Burt, in an exclusive interview published Friday by Vice, said he believes there could be another bubble set to burst and it’s being artificially inflated by climate change denial.
“There’s a lot of parallels, it’s a big real estate mis-pricing issue,” Burt told Vice. “At its core that presents a lot of the same risks.”
“A lot of real estate is massively overpriced and there’s a lot of risk associated with that and the big risk is another foreclosure crisis,” Burt added. “Now, it’s a very different dynamic that’s creating the mis-pricing but actually magnitude-wise it looks pretty similar, maybe even bigger.”
Burt was an investing consultant at Cornwall Capital in the run up to the financial crisis, one of the firms that successful bet against the housing market.
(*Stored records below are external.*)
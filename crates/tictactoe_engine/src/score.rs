//! Score tally kept across rounds of a session.

use crate::{Mark, Outcome};
use derive_getters::Getters;
use derive_more::Display;
use serde::{Deserialize, Serialize};
use tracing::instrument;

/// Wins per mark and tied rounds.
#[derive(
    Debug, Display, Clone, Copy, PartialEq, Eq, Default, Hash, Getters, Serialize, Deserialize,
)]
#[display("X {x} | O {o} | Tie {tie}")]
pub struct ScoreTally {
    /// Rounds won by X.
    x: u32,
    /// Rounds won by O.
    o: u32,
    /// Rounds that ended in a tie.
    tie: u32,
}

impl ScoreTally {
    /// Creates an all-zero tally.
    pub fn new() -> Self {
        Self::default()
    }

    /// Wins recorded for `mark`.
    pub fn wins(&self, mark: Mark) -> u32 {
        match mark {
            Mark::X => self.x,
            Mark::O => self.o,
        }
    }

    /// Counts one finished round in exactly one bucket.
    #[instrument]
    pub fn record(&mut self, outcome: Outcome) {
        let bucket = match outcome {
            Outcome::PlayerWon(Mark::X) => &mut self.x,
            Outcome::PlayerWon(Mark::O) => &mut self.o,
            Outcome::Tied => &mut self.tie,
        };
        *bucket = bucket.saturating_add(1);
    }

    /// Total rounds counted since the last reset.
    pub fn rounds(&self) -> u32 {
        self.x + self.o + self.tie
    }

    /// Zeroes all counters.
    pub fn reset(&mut self) {
        *self = Self::default();
    }
}

#[cfg(test)]
mod tests {
    use super::*;

    #[test]
    fn test_record_touches_one_bucket() {
        let mut score = ScoreTally::new();
        score.record(Outcome::PlayerWon(Mark::O));
        assert_eq!(*score.o(), 1);
        assert_eq!(*score.x(), 0);
        assert_eq!(*score.tie(), 0);

        score.record(Outcome::Tied);
        score.record(Outcome::PlayerWon(Mark::X));
        assert_eq!(score.wins(Mark::X), 1);
        assert_eq!(score.rounds(), 3);
    }

    #[test]
    fn test_reset_zeroes_everything() {
        let mut score = ScoreTally::new();
        score.record(Outcome::Tied);
        score.record(Outcome::PlayerWon(Mark::X));
        score.reset();
        assert_eq!(score, ScoreTally::new());
    }

    #[test]
    fn test_display() {
        let mut score = ScoreTally::new();
        score.record(Outcome::PlayerWon(Mark::X));
        assert_eq!(score.to_string(), "X 1 | O 0 | Tie 0");
    }

    #[test]
    fn test_serializes_as_named_counters() {
        let mut score = ScoreTally::new();
        score.record(Outcome::Tied);
        let json = serde_json::to_string(&score).unwrap();
        assert_eq!(json, r#"{"x":0,"o":0,"tie":1}"#);
    }
}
Cornwall Capital was profiled in the book, The Big Short: Inside the Doomsday Machine, and his colleague from the firm was portrayed by Brad Pitt in the film adaptation.
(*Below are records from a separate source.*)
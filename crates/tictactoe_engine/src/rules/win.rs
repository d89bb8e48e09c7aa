//! Win detection logic for tic-tac-toe.

use crate::{Board, Mark, Position, Square};
use tracing::instrument;

/// The eight winning lines: rows, then columns, then diagonals.
///
/// Scan order is fixed; it decides which pattern is reported when a board
/// completes more than one line at once.
pub const WIN_PATTERNS: [[Position; 3]; 8] = [
    // Rows
    [Position::TopLeft, Position::TopCenter, Position::TopRight],
    [
        Position::MiddleLeft,
        Position::Center,
        Position::MiddleRight,
    ],
    [
        Position::BottomLeft,
        Position::BottomCenter,
        Position::BottomRight,
    ],
    // Columns
    [
        Position::TopLeft,
        Position::MiddleLeft,
        Position::BottomLeft,
    ],
    [
        Position::TopCenter,
        Position::Center,
        Position::BottomCenter,
    ],
    [
        Position::TopRight,
        Position::MiddleRight,
        Position::BottomRight,
    ],
    // Diagonals
    [Position::TopLeft, Position::Center, Position::BottomRight],
    [Position::TopRight, Position::Center, Position::BottomLeft],
];

/// Returns the first completed pattern and the mark that completed it.
#[instrument(skip(board))]
pub fn winning_pattern(board: &Board) -> Option<(Mark, [Position; 3])> {
    WIN_PATTERNS.iter().find_map(|&[a, b, c]| {
        let sq = board.get(a);
        match sq {
            Square::Occupied(mark) if sq == board.get(b) && sq == board.get(c) => {
                Some((mark, [a, b, c]))
            }
            _ => None,
        }
    })
}

/// Checks if there is a winner on the board.
///
/// Returns `Some(mark)` if a mark has three in a row, `None` otherwise.
#[instrument(skip(board))]
pub fn check_winner(board: &Board) -> Option<Mark> {
    winning_pattern(board).map(|(mark, _)| mark)
}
Burt’s position was first published by Reuters in September. He recently started DeltaTerra Capital, a firm that helps clients manage the risks of climate change. DeltaTerra Capital, according to Reuters, is currently targeting mortgage-backed securities with exposure to areas prone to the impacts of climate change like Texas or Florida.
“The market’s failure to integrate climate science with investment analysis has created a mispricing phenomenon that is possibly larger than the mortgage credit bubble of the mid-2000s,” Burt wrote in a presentation to prospective clients, obtained by Reuters.
Attom Data Solutions’ most recent Natural Hazard Housing Risk, published in September 2018, actually found that prices were appreciating at a much higher rate in cities at the greatest risk of being impacted by natural disasters. The study found that home price appreciation in highest-risk natural hazard cities was 1.7 times the overall market rate over last decade, in 2018.
Foreclosure risk was also higher in more flood-prone areas, according to the study.
Homeowners themselves are still slow to make changes, based on climate change. Less than half of homeowners are worried about climate change, according to a recent study from Value Penguin and only forty-two percent of homeowners say they’re unwilling to pay higher insurance costs.